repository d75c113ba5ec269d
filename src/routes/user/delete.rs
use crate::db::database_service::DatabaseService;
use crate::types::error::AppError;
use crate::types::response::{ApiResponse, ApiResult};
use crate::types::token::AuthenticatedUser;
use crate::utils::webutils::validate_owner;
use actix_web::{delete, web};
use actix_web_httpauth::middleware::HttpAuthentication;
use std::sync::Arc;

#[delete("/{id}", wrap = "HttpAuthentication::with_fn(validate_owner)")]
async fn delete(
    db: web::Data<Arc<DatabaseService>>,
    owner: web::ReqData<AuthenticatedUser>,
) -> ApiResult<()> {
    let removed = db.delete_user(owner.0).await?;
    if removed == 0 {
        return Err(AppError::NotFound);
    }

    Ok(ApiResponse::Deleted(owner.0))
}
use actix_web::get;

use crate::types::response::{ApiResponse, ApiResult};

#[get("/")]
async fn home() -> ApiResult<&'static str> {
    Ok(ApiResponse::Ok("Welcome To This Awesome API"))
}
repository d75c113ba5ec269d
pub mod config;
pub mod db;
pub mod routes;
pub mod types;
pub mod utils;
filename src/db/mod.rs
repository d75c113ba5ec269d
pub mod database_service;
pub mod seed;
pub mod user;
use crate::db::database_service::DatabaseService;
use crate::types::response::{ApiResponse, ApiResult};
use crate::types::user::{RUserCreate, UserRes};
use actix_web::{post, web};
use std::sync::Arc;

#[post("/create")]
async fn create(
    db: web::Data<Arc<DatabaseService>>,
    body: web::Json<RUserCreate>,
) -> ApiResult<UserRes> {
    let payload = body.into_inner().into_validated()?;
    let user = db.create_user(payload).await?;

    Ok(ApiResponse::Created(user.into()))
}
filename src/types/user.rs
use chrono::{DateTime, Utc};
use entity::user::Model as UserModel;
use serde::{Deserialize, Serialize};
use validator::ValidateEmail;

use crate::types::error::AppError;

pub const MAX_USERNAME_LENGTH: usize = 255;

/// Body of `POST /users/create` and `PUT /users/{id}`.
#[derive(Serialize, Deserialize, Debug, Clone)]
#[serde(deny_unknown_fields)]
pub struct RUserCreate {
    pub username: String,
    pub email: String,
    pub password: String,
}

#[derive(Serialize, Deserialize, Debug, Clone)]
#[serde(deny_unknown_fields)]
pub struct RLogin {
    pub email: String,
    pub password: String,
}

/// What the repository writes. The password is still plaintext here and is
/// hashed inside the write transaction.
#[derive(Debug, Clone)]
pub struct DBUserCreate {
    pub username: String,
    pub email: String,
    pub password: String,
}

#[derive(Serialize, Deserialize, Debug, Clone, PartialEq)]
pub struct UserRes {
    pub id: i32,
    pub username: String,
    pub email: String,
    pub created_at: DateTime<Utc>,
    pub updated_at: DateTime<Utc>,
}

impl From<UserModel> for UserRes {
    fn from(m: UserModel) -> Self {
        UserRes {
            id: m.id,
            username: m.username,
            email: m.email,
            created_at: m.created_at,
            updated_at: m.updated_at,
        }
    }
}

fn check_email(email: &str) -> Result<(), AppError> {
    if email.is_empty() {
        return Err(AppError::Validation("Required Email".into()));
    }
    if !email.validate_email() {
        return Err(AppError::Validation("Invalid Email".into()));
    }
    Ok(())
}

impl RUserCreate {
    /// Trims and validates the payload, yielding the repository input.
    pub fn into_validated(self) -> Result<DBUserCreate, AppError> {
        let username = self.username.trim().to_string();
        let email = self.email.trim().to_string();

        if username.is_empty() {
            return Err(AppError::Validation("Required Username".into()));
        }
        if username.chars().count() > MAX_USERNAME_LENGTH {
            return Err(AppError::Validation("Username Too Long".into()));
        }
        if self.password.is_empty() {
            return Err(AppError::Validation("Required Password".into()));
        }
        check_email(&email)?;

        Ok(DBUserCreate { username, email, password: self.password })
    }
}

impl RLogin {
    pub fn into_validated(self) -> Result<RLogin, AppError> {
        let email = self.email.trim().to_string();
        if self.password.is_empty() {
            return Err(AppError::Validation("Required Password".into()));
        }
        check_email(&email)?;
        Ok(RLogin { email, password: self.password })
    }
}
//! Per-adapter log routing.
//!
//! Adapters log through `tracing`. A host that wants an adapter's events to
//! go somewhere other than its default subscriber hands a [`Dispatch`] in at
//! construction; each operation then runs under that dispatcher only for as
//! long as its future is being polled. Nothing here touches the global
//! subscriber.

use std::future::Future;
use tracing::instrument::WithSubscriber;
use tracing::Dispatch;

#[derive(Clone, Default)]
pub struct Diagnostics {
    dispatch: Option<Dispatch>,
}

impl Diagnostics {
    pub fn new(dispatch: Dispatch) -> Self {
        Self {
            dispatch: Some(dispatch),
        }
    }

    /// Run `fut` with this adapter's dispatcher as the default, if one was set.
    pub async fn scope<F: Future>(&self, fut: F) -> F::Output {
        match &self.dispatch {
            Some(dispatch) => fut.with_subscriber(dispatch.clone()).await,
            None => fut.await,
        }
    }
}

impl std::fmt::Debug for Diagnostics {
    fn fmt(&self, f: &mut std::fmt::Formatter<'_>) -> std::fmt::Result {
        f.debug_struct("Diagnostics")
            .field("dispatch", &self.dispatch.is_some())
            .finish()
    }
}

----------------

- [WHAT THE TASK ASKS]
Whenever a line in the listing above includes the word "adapter", return that line.

- [SOLUTION TO THIS PROBLEM]
//! Per-adapter log routing.
//! Adapters log through `tracing`. A host that wants an adapter's events to
    /// Run `fut` with this adapter's dispatcher as the default, if one was set.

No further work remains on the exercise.